O que fazer quando o seu plano de carreira e o da empresa divergem?

Planejamento de vida deve contar na sua jornada profissional

Quando o assunto é plano de carreira, empregados e empregadores podem envisionar coisas diferentes. A melhor forma de solucionar esse impasse é sempre a comunicação. O plano de carreira é conhecido como um benefício dado pela empresa ao funcionário e corresponde às etapas que ele percorrerá na hierarquia da companhia. 

A MetLife tem como base três pilares de atuação: acesso ao conhecimento, acesso aos serviços e acesso às ideias. Manter um canal aberto de comunicação com sua empresa através de seus gestores é muito importante para que juntos vocês possam trabalhar em um plano de carreira. 

Para isso é preciso que empregado e seu empregador estejam na mesma página quanto às competências esperadas dele. Quando o funcionário se planeja para algumas metas, mas a empresa tem planos diferentes para suas atividades, dois pontos são fundamentais para a resolução do conflito: autoavaliação e comunicação. 

Fazer uma autoavaliação é prioridade 

Fazer uma avaliação pessoal é fundamental. Através da autoavaliação você terá uma maior clareza do que quer do seu futuro e aonde pretende chegar. O planejamento de vida deve ser o ponto inicial do plano de carreira. Fatores como: casamento, filhos, aquisição de bens como casa ou veículos, viagens, especializações profissionais, empreendedorismo, cursos no exterior ou mesmo uma carreira internacional precisam ser levadas em consideração nessa "matemática". 

Tenha um canal aberto com seu empregador 

Com o planejamento de vida minimamente desenhado (é claro que projetos podem se alterar de tempos em tempos), compartilhe com seu empregador seu desejo de aprender mais sobre a empresa e crescer em sua hierarquia. O planejamento de carreira é positivo tanto para o empregado quanto para a empresa.  

Entretanto, caso haja um conflito entre o que você vislumbra para sua carreira e o que a empresa planeja para você é importante estabelecer um canal aberto de diálogo.  

Se por exemplo, você não se vê como um gestor e na hierarquia de sua empresa esse é o único caminho possível apresentado, talvez valha a pena se questionar se você está investindo na companhia certa ou até mesmo tentar uma capacitação na área de gestão, pois pode ser que você veja a atividade através de novo outro olhar. 

Caso você realmente não tenha interesse em seguir o plano de carreira apresentado pela empresa, tente como um último artifício conversar com o Departamento de Recursos Humanos e com seus gestores sobre suas áreas de interesse e apresentar sua contraproposta de forma amigável e criativa, mostrando os motivos pelos quais acredita que desempenharia um bom trabalho na sua área de interesse. Se capacitar para isso ajuda a embasar seus argumentos. 

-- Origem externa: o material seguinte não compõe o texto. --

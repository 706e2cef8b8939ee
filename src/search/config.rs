//! Search provider configuration.
//!
//! The host page may embed
//! `<script id="search-config" type="application/json">{...}</script>`;
//! otherwise the key baked in at build time via `SEARCH_API_KEY` is used.

use log::{info, warn};
use serde::Deserialize;
use wasm_bindgen::JsCast;
use web_sys::{HtmlScriptElement, Window};

pub const DEFAULT_MODEL: &str = "gemini-2.5-flash";
pub const DEFAULT_BASE_URL: &str = "https://generativelanguage.googleapis.com/v1beta";
const CONFIG_ELEMENT_ID: &str = "search-config";

#[derive(Clone, Debug, PartialEq, Deserialize)]
pub struct SearchConfig {
	#[serde(default)]
	pub api_key: Option<String>,
	#[serde(default = "default_model")]
	pub model: String,
	#[serde(default = "default_base_url")]
	pub base_url: String,
}

fn default_model() -> String {
	DEFAULT_MODEL.to_string()
}

fn default_base_url() -> String {
	DEFAULT_BASE_URL.to_string()
}

impl Default for SearchConfig {
	fn default() -> Self {
		Self {
			api_key: None,
			model: default_model(),
			base_url: default_base_url(),
		}
	}
}

impl SearchConfig {
	/// Parses the embedded JSON form. Blank keys count as absent.
	pub fn from_json(text: &str) -> Result<Self, serde_json::Error> {
		let mut config: Self = serde_json::from_str(text)?;
		if config.api_key.as_deref().is_some_and(|k| k.trim().is_empty()) {
			config.api_key = None;
		}
		Ok(config)
	}

	/// Reads the page config, falling back to defaults and the build-time key.
	pub fn load() -> Self {
		let mut config = load_from_dom().unwrap_or_default();
		if config.api_key.is_none() {
			config.api_key = option_env!("SEARCH_API_KEY")
				.filter(|k| !k.trim().is_empty())
				.map(str::to_string);
		}
		if config.api_key.is_none() {
			info!("no search credential configured; using offline search");
		}
		config
	}
}

fn load_from_dom() -> Option<SearchConfig> {
	let window: Window = web_sys::window()?;
	let document = window.document()?;
	let element = document.get_element_by_id(CONFIG_ELEMENT_ID)?;
	let script: HtmlScriptElement = element.dyn_into().ok()?;
	let json_text = script.text().ok()?;

	match SearchConfig::from_json(&json_text) {
		Ok(config) => Some(config),
		Err(e) => {
			warn!("ignoring malformed #{CONFIG_ELEMENT_ID}: {e}");
			None
		}
	}
}
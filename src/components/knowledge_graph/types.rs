//! Data returned by the semantic search service.

use serde::{Deserialize, Serialize};

/// Category of a study resource returned by a search.
#[derive(Clone, Copy, Debug, PartialEq, Eq, Hash, Serialize, Deserialize)]
pub enum ResultKind {
	Video,
	Podcast,
	Article,
	Practice,
	Concept,
	/// Any type the provider invents outside the known set.
	#[serde(other)]
	Other,
}

impl ResultKind {
	pub fn as_str(self) -> &'static str {
		match self {
			Self::Video => "Video",
			Self::Podcast => "Podcast",
			Self::Article => "Article",
			Self::Practice => "Practice",
			Self::Concept => "Concept",
			Self::Other => "Resource",
		}
	}
}

/// A single search hit.
#[derive(Clone, Debug, PartialEq, Serialize, Deserialize)]
pub struct SearchResult {
	pub title: String,
	#[serde(rename = "type")]
	pub kind: ResultKind,
	/// Short human-readable relevance, e.g. "98% Match".
	#[serde(rename = "relevance", default)]
	pub relevance_label: String,
	#[serde(default)]
	pub summary: String,
}

/// Role of a node in the concept graph.
#[derive(Clone, Copy, Debug, PartialEq, Eq, Hash, Serialize, Deserialize)]
pub enum NodeKind {
	/// The anchor concept; every edge connects to it.
	Core,
	Sub,
	#[serde(other)]
	Related,
}

/// A concept node positioned in percent space (0..100 on both axes).
#[derive(Clone, Debug, PartialEq, Serialize, Deserialize)]
pub struct GraphNode {
	pub id: u32,
	pub label: String,
	#[serde(rename = "type")]
	pub kind: NodeKind,
	pub x: f64,
	pub y: f64,
}

/// One complete search response. Results and graph always travel together.
#[derive(Clone, Debug, Default, PartialEq, Serialize, Deserialize)]
pub struct SearchPayload {
	#[serde(default)]
	pub results: Vec<SearchResult>,
	#[serde(default)]
	pub graph: Vec<GraphNode>,
}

Hora de partir para novos desafios 

Caso nenhum dos lados seja capaz de rever suas posições e o plano de carreira da empresa realmente seja incompatível com o seu planejamento de vida é hora de avaliar se você prefere investir sua energia profissional em novos desafios. Por exemplo, se o plano de carreira prescindir de uma transferência de cidade, estado ou até mesmo país, e você não esteja disposto a embarcar no projeto e sabe que seu crescimento na companhia estará limitado, se abrir para o mercado e pensar em empresas que se alinhem com seus planos futuros é uma boa ideia.